What this task involves:
A single figure is wanted: the count of lines below containing the string "that".

Given records:
* * *

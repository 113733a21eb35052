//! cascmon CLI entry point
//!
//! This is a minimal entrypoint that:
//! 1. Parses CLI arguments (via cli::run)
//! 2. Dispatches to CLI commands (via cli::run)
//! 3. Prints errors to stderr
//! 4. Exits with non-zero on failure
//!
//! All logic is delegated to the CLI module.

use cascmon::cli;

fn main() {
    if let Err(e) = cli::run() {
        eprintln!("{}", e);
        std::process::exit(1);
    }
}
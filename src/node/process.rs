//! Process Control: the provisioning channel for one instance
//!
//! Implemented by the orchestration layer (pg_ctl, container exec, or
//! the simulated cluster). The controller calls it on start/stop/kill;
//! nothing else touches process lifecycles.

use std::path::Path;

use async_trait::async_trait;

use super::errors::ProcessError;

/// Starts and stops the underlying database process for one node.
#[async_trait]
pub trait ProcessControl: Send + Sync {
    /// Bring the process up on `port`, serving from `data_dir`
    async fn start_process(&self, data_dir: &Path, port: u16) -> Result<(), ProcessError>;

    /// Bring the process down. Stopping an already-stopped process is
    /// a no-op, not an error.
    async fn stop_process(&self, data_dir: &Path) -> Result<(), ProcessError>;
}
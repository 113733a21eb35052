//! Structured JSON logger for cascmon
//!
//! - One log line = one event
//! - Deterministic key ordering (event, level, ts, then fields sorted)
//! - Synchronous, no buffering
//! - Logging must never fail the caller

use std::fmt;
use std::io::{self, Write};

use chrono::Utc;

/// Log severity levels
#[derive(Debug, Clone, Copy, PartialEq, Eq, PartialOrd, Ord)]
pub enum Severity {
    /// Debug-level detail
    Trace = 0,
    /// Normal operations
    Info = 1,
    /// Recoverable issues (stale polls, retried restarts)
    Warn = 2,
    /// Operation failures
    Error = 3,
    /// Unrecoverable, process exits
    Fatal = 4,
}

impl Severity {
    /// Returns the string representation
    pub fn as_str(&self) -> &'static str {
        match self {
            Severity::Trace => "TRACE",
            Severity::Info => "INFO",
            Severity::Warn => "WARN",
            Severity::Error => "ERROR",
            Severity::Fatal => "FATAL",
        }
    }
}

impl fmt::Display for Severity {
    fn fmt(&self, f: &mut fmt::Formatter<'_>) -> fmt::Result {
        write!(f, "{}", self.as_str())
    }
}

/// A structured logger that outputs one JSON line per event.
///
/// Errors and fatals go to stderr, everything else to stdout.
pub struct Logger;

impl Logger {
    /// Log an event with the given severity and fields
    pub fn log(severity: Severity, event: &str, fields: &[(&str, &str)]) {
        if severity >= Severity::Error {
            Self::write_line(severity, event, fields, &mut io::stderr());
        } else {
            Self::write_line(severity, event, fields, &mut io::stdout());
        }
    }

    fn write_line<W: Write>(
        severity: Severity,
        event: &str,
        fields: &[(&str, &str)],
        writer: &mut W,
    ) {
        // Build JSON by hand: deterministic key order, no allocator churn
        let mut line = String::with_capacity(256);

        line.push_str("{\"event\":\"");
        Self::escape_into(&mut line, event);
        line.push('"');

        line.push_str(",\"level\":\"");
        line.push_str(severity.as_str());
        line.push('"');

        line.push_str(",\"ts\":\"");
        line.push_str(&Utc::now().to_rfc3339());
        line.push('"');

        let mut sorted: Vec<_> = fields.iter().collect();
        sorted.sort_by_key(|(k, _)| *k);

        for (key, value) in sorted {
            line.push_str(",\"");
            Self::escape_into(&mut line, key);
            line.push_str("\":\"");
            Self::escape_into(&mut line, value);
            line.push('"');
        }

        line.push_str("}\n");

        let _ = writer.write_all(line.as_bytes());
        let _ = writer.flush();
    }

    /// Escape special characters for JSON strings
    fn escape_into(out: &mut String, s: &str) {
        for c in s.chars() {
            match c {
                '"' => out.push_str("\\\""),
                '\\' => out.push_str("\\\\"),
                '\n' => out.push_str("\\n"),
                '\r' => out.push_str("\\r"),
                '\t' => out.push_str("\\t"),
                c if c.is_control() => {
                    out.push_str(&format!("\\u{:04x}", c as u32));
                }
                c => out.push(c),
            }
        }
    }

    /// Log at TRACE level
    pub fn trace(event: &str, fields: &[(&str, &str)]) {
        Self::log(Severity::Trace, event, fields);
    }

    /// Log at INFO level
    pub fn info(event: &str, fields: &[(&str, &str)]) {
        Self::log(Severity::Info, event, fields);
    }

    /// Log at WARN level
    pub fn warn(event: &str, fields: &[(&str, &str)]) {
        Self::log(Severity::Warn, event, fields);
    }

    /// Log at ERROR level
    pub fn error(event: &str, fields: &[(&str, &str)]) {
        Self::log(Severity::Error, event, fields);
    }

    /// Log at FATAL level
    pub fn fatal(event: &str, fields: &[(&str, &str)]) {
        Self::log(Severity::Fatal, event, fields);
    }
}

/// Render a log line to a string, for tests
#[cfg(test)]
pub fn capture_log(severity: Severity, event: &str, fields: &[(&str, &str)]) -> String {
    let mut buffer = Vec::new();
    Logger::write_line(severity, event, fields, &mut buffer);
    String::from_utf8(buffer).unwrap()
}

* * *

Worked solution:
2